After GNC filed for Chapter 11 protection, Evercore representatives communicated with more than 150 potential buyers, both in and out of the United States. Despite efforts to ease the burden of completing due diligence before bidding on GNC, 15 companies committed to non-disclosure agreements to begin that process, Berube wrote. None of them submitted bids before the Sept. 11 deadline.

"The market has spoken and Harbin bid is the highest, best and only bid received for the purchase of the debtors' assets," Reckler told the court.

To resolve the concerns of both the committee of unsecured creditors and an ad hoc group of convertible note holders, and to ensure their support of the sale to Harbin, a settlement has been worked out but not yet filed with the court. The settlement includes these provisions if Harbin's purchase of GNC closes on time:  

  • The committee of unsecured creditors will receive $4.5 million cash, which the committee members will distribute among themselves.
  • The committee of unsecured creditors and either GNC or its lenders will pay $1 million to the advisors to the ad hoc group of convertible note holders.
  • Unsecured creditors will receive a $15 million junior convertible note—an increase from $10 million—that would be valued at $2.45 billion of equity in eight years. Convertible notes are paid after senior debts but before stock is.
  • Unsecured creditors will receive an additional $5 million junior non-convertible note.
  • The "death trap" in the Stalking Horse Agreement— a clause designating that junior convertible notes would be paid only to unsecured creditors who did not object to the sale or restructuring plan—will be removed from the Stalking Horse Agreement.

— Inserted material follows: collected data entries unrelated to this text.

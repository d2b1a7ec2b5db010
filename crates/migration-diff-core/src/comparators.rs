//! Stage F: pure value-level comparison predicates used by the Differ's
//! scalar dispatch.

use std::cell::RefCell;
use std::collections::HashMap;

use chrono::NaiveDateTime;
use regex::Regex;
use serde_json::Value;

/// The fixed list of `strptime`-equivalent layouts tried, in order, for
/// ISO-8601-ish datetime strings before falling back to a generic parse.
const DATETIME_LAYOUTS: &[&str] = &[
    "%Y-%m-%dT%H:%M:%S%.fZ",
    "%Y-%m-%dT%H:%M:%SZ",
    "%Y-%m-%dT%H:%M:%S%.f%z",
    "%Y-%m-%dT%H:%M:%S%z",
    "%Y-%m-%dT%H:%M:%S%.f",
    "%Y-%m-%dT%H:%M:%S",
    "%Y-%m-%d %H:%M:%S%.f",
    "%Y-%m-%d %H:%M:%S",
    "%Y-%m-%d",
];

/// Holds a regex cache scoped to one comparison run; no process-global state.
#[derive(Default)]
pub struct Comparators {
    regex_cache: RefCell<HashMap<String, Option<Regex>>>,
}

impl Comparators {
    pub fn new() -> Self {
        Self::default()
    }

    /// `|a-b| <= precision` when `precision` is set, else strict equality.
    pub fn compare_numbers(&self, old: f64, new: f64, precision: Option<f64>) -> (bool, String) {
        if let Some(precision) = precision {
            let diff = (old - new).abs();
            if diff <= precision {
                (true, String::new())
            } else {
                (
                    false,
                    format!("value difference ({diff}) exceeds precision tolerance ({precision})"),
                )
            }
        } else if old == new {
            (true, String::new())
        } else {
            (false, format!("values differ: {old} != {new}"))
        }
    }

    /// Apply trim/case-insensitive transforms, then pattern or exact match.
    pub fn compare_strings(
        &self,
        old: &str,
        new: &str,
        trim_whitespace: bool,
        case_insensitive: bool,
        pattern: Option<&str>,
    ) -> (bool, String) {
        let mut old_s = old.to_string();
        let mut new_s = new.to_string();
        if trim_whitespace {
            old_s = old_s.trim().to_string();
            new_s = new_s.trim().to_string();
        }
        if case_insensitive {
            old_s = old_s.to_lowercase();
            new_s = new_s.to_lowercase();
        }

        if let Some(pattern) = pattern {
            if let Some(regex) = self.compiled(pattern) {
                let old_matches = regex.is_match(&old_s);
                let new_matches = regex.is_match(&new_s);
                return match (old_matches, new_matches) {
                    (false, false) => (
                        false,
                        format!("neither value matches pattern '{pattern}'"),
                    ),
                    (false, true) => (
                        false,
                        format!("old value '{old}' doesn't match pattern '{pattern}'"),
                    ),
                    (true, false) => (
                        false,
                        format!("new value '{new}' doesn't match pattern '{pattern}'"),
                    ),
                    (true, true) => (true, String::new()),
                };
            }
            // Invalid regex: fall back to post-transform equality.
        }

        if old_s == new_s {
            (true, String::new())
        } else {
            (false, format!("values differ: '{old}' != '{new}'"))
        }
    }

    fn compiled(&self, pattern: &str) -> Option<Regex> {
        let mut cache = self.regex_cache.borrow_mut();
        cache
            .entry(pattern.to_string())
            .or_insert_with(|| Regex::new(pattern).ok())
            .clone()
    }

    /// Parse both sides as instants and compare, optionally within a
    /// duration tolerance (`^\d+(\.\d+)?[smhd]$`).
    pub fn compare_datetime(
        &self,
        old: &str,
        new: &str,
        format: Option<&str>,
        tolerance: Option<&str>,
    ) -> (bool, String) {
        let old_dt = match parse_datetime(old, format) {
            Some(dt) => dt,
            None => return (false, format!("cannot parse datetime: '{old}'")),
        };
        let new_dt = match parse_datetime(new, format) {
            Some(dt) => dt,
            None => return (false, format!("cannot parse datetime: '{new}'")),
        };

        if let Some(tolerance) = tolerance {
            return match parse_duration_seconds(tolerance) {
                Some(budget) => {
                    let diff = (old_dt - new_dt).num_milliseconds().abs() as f64 / 1000.0;
                    if diff <= budget {
                        (true, String::new())
                    } else {
                        (
                            false,
                            format!("time difference ({diff}s) exceeds tolerance ({tolerance})"),
                        )
                    }
                }
                None => (false, format!("invalid tolerance format: '{tolerance}'")),
            };
        }

        if old_dt == new_dt {
            (true, String::new())
        } else {
            (false, format!("datetimes differ: {old} != {new}"))
        }
    }
}

fn parse_datetime(value: &str, format: Option<&str>) -> Option<NaiveDateTime> {
    match format {
        Some(fmt) if !fmt.eq_ignore_ascii_case("ISO8601") => {
            NaiveDateTime::parse_from_str(value, fmt)
                .ok()
                .or_else(|| parse_iso_layouts(value))
        }
        _ => parse_iso_layouts(value),
    }
}

fn parse_iso_layouts(value: &str) -> Option<NaiveDateTime> {
    for layout in DATETIME_LAYOUTS {
        if let Ok(dt) = NaiveDateTime::parse_from_str(value, layout) {
            return Some(dt);
        }
        if let Ok(date) = chrono::NaiveDate::parse_from_str(value, layout) {
            return Some(date.and_hms_opt(0, 0, 0).unwrap());
        }
    }
    let normalized = value.replace('Z', "+00:00");
    chrono::DateTime::parse_from_rfc3339(&normalized)
        .ok()
        .map(|dt| dt.naive_utc())
}

/// True when `tolerance` parses as a `^\d+(\.\d+)?[smhd]$` duration. Exposed
/// so the Differ can classify a scalar mismatch caused by a malformed
/// tolerance string as a plain value mismatch rather than a tolerance-exceeded
/// one, before it ever calls [`Comparators::compare_datetime`].
pub fn is_valid_tolerance(tolerance: &str) -> bool {
    parse_duration_seconds(tolerance).is_some()
}

/// Parses `^\d+(\.\d+)?[smhd]$` into a number of seconds.
fn parse_duration_seconds(raw: &str) -> Option<f64> {
    let raw = raw.trim();
    let (number, unit) = raw.split_at(raw.len().checked_sub(1)?);
    let amount: f64 = number.parse().ok()?;
    let multiplier = match unit {
        "s" => 1.0,
        "m" => 60.0,
        "h" => 3600.0,
        "d" => 86_400.0,
        _ => return None,
    };
    Some(amount * multiplier)
}

/// True if `value` is a JSON number or boolean-free numeric type (booleans
/// are never treated as numeric per the type-dispatch rules).
pub fn is_numeric(value: &Value) -> bool {
    value.is_number()
}

#[cfg(test)]
mod tests {
    use super::*;

    #[test]
    fn numeric_exact_match() {
        let cmp = Comparators::new();
        let (is_match, _) = cmp.compare_numbers(1.0, 1.0, None);
        assert!(is_match);
    }

    #[test]
    fn numeric_within_precision() {
        let cmp = Comparators::new();
        let (is_match, _) = cmp.compare_numbers(100.00, 100.005, Some(0.01));
        assert!(is_match);
    }

    #[test]
    fn numeric_exceeds_precision() {
        let cmp = Comparators::new();
        let (is_match, msg) = cmp.compare_numbers(100.00, 100.05, Some(0.01));
        assert!(!is_match);
        assert!(msg.contains("precision"));
    }

    #[test]
    fn string_trim_and_case_insensitive() {
        let cmp = Comparators::new();
        let (is_match, _) = cmp.compare_strings(" Test ", "test", true, true, None);
        assert!(is_match);
    }

    #[test]
    fn string_pattern_mismatch() {
        let cmp = Comparators::new();
        let (is_match, _) = cmp.compare_strings("abc", "123", false, false, Some("^[a-z]+$"));
        assert!(!is_match);
    }

    #[test]
    fn string_invalid_regex_falls_back_to_equality() {
        let cmp = Comparators::new();
        let (is_match, _) = cmp.compare_strings("abc", "abc", false, false, Some("("));
        assert!(is_match);
    }

    #[test]
    fn datetime_within_tolerance() {
        let cmp = Comparators::new();
        let (is_match, _) = cmp.compare_datetime(
            "2025-02-02T10:30:00Z",
            "2025-02-02T10:30:02Z",
            None,
            Some("5s"),
        );
        assert!(is_match);
    }

    #[test]
    fn datetime_exceeds_tolerance() {
        let cmp = Comparators::new();
        let (is_match, msg) = cmp.compare_datetime(
            "2025-02-02T10:30:00Z",
            "2025-02-02T10:30:10Z",
            None,
            Some("5s"),
        );
        assert!(!is_match);
        assert!(msg.contains("tolerance"));
    }

    #[test]
    fn datetime_parses_date_only_layout() {
        let cmp = Comparators::new();
        let (is_match, _) = cmp.compare_datetime("2025-02-02", "2025-02-02", None, None);
        assert!(is_match);
    }

    #[test]
    fn duration_parsing_handles_all_units() {
        assert_eq!(parse_duration_seconds("5s"), Some(5.0));
        assert_eq!(parse_duration_seconds("1m"), Some(60.0));
        assert_eq!(parse_duration_seconds("2h"), Some(7200.0));
        assert_eq!(parse_duration_seconds("1d"), Some(86_400.0));
        assert_eq!(parse_duration_seconds("1.5s"), Some(1.5));
        assert_eq!(parse_duration_seconds("bogus"), None);
    }
}
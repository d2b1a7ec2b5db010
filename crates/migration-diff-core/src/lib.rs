//! A schema-driven JSON equivalence engine for validating API migrations.
//!
//! Given a baseline document, a candidate document, and an OpenAPI-style
//! JSON Schema annotated with `x-migration-*` extensions, [`compare`]
//! produces a [`DiffReport`](report::DiffReport) describing every field-level
//! mismatch between the two, after normalizing away the differences the
//! schema says don't matter.
//!
//! The pipeline runs in five stages: resolve internal `$ref`s
//! ([`resolver`]), decode `x-migration-*` rules into a memoized schema index
//! ([`rules`], [`schema_index`]), rewrite both documents
//! ([`normalizer`]), strip ignored subtrees ([`masker`]), and finally walk the
//! masked pair emitting diffs ([`differ`]) through a small set of pure
//! comparators ([`comparators`]).
//!
//! This crate never validates full JSON Schema, never fetches external
//! `$ref`s, and never mutates its inputs.

pub mod comparators;
pub mod condition;
pub mod config;
pub mod differ;
pub mod error;
pub mod masker;
pub mod normalizer;
pub mod path;
pub mod report;
pub mod resolver;
pub mod rules;
pub mod schema_index;

use std::collections::BTreeSet;

use serde_json::Value;
use tracing::{debug, info, instrument};

pub use config::EngineConfig;
pub use error::{EngineError, ErrorResponse};
pub use report::DiffReport;

use differ::Differ;
use masker::Masker;
use normalizer::Normalizer;
use report::{Coverage, ExecutionInfo, Summary};
use rules::extract_global_rules;
use schema_index::SchemaIndex;

/// Engine version string embedded in every [`ExecutionInfo`].
pub const ENGINE_VERSION: &str = env!("CARGO_PKG_VERSION");

/// Compare `baseline` against `candidate` under `schema`, honoring `config`.
///
/// Returns a fully populated [`DiffReport`] on success. Returns
/// [`ErrorResponse`] when the engine itself fails — oversized payloads,
/// unresolvable `$ref`s, a recursion budget exceeded, or a wall-clock
/// timeout — as opposed to a comparison finding, which is never an error.
#[instrument(skip_all)]
pub fn compare(
    baseline: &Value,
    candidate: &Value,
    schema: &Value,
    config: &EngineConfig,
) -> Result<DiffReport, ErrorResponse> {
    run(baseline, candidate, schema, config).map_err(|err| {
        debug!(error = %err, "compare failed");
        err.to_response()
    })
}

fn run(
    baseline: &Value,
    candidate: &Value,
    schema: &Value,
    config: &EngineConfig,
) -> Result<DiffReport, EngineError> {
    let start = std::time::Instant::now();

    check_payload_size(baseline, config.max_payload_size_mb)?;
    check_payload_size(candidate, config.max_payload_size_mb)?;

    let global = extract_global_rules(schema);
    let index = SchemaIndex::new(schema, config.max_depth);

    let normalizer = Normalizer::new(&index, &global);
    let (normalized_old, normalized_new) = normalizer.normalize(baseline, candidate);

    let masker = Masker::new(&index);
    let (masked_old, masked_new, fields_ignored) = masker.mask(&normalized_old, &normalized_new);

    let differ = Differ::new(
        &index,
        &masked_old,
        &masked_new,
        config.fail_fast,
        config.trace_rule_application,
        config.max_depth,
    );
    let outcome = differ.run(&masked_old, &masked_new)?;

    check_timeout(start.elapsed(), config.timeout_seconds)?;

    let coverage = if config.collect_statistics {
        Some(compute_coverage(&masked_old, &masked_new, &outcome))
    } else {
        None
    };

    let summary = Summary {
        total_fields_checked: outcome.fields_checked,
        mismatches_found: outcome.diffs.len(),
        warnings_count: outcome.warnings.len(),
        fields_ignored,
    };

    info!(
        is_match = outcome.is_match,
        mismatches = summary.mismatches_found,
        "comparison complete"
    );

    Ok(DiffReport {
        is_match: outcome.is_match,
        execution: ExecutionInfo {
            duration_ms: start.elapsed().as_millis() as u64,
            timestamp: timestamp_rfc3339(),
            engine_version: ENGINE_VERSION.to_string(),
        },
        summary,
        diffs: outcome.diffs,
        warnings: outcome.warnings,
        coverage,
        trace: outcome.traces,
    })
}

fn check_payload_size(value: &Value, limit_mb: f64) -> Result<(), EngineError> {
    let size_mb = serde_json::to_vec(value)
        .map(|bytes| bytes.len() as f64 / (1024.0 * 1024.0))
        .unwrap_or(0.0);
    if size_mb > limit_mb {
        return Err(EngineError::PayloadSize { size_mb, limit_mb });
    }
    Ok(())
}

fn check_timeout(elapsed: std::time::Duration, timeout_seconds: u64) -> Result<(), EngineError> {
    if elapsed.as_secs() > timeout_seconds {
        return Err(EngineError::Timeout { timeout_seconds });
    }
    Ok(())
}

/// Leaf paths present on one side but not the other, reported as a coarse
/// coverage signal rather than a diff.
fn compute_coverage(old: &Value, new: &Value, _outcome: &differ::DiffOutcome) -> Coverage {
    let mut old_paths = BTreeSet::new();
    let mut new_paths = BTreeSet::new();
    collect_leaf_paths(old, "$", &mut old_paths);
    collect_leaf_paths(new, "$", &mut new_paths);

    let unmatched_in_old: Vec<String> = old_paths.difference(&new_paths).cloned().collect();
    let unmatched_in_new: Vec<String> = new_paths.difference(&old_paths).cloned().collect();

    Coverage {
        fields_in_schema: old_paths.union(&new_paths).count(),
        fields_in_payload: old_paths.len().max(new_paths.len()),
        unmatched_in_old,
        unmatched_in_new,
    }
}

fn collect_leaf_paths(value: &Value, current: &str, out: &mut BTreeSet<String>) {
    match value {
        Value::Object(map) => {
            for (key, child) in map {
                let child_path = path::build_path(current, path::Key::Name(key));
                collect_leaf_paths(child, &child_path, out);
            }
        }
        Value::Array(items) => {
            for (i, item) in items.iter().enumerate() {
                let child_path = path::build_path(current, path::Key::Index(i));
                collect_leaf_paths(item, &child_path, out);
            }
        }
        _ => {
            out.insert(current.to_string());
        }
    }
}

fn timestamp_rfc3339() -> String {
    chrono::DateTime::<chrono::Utc>::from(std::time::SystemTime::now())
        .to_rfc3339_opts(chrono::SecondsFormat::Millis, true)
}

To satisfy the bigger landlords, such as mall owners who have several GNC locations on their properties, GNC agreed to prove its franchisees are qualified to assume the leases that GNC has overseen. This will only apply to the leases that Harbin doesn't assume.

The landlords and GNC Holdings Inc. also reached agreement on whether GNC or the franchisees will pay certain fees and expenses, depending in some cases on when the costs were incurred.

Harbin has formed a private company in the United States, GNC Holdings LLC, that will assume the leases of at least 1,400 retail locations when the sale closes. An online list of stores that are closing was last updated on Sept. 1.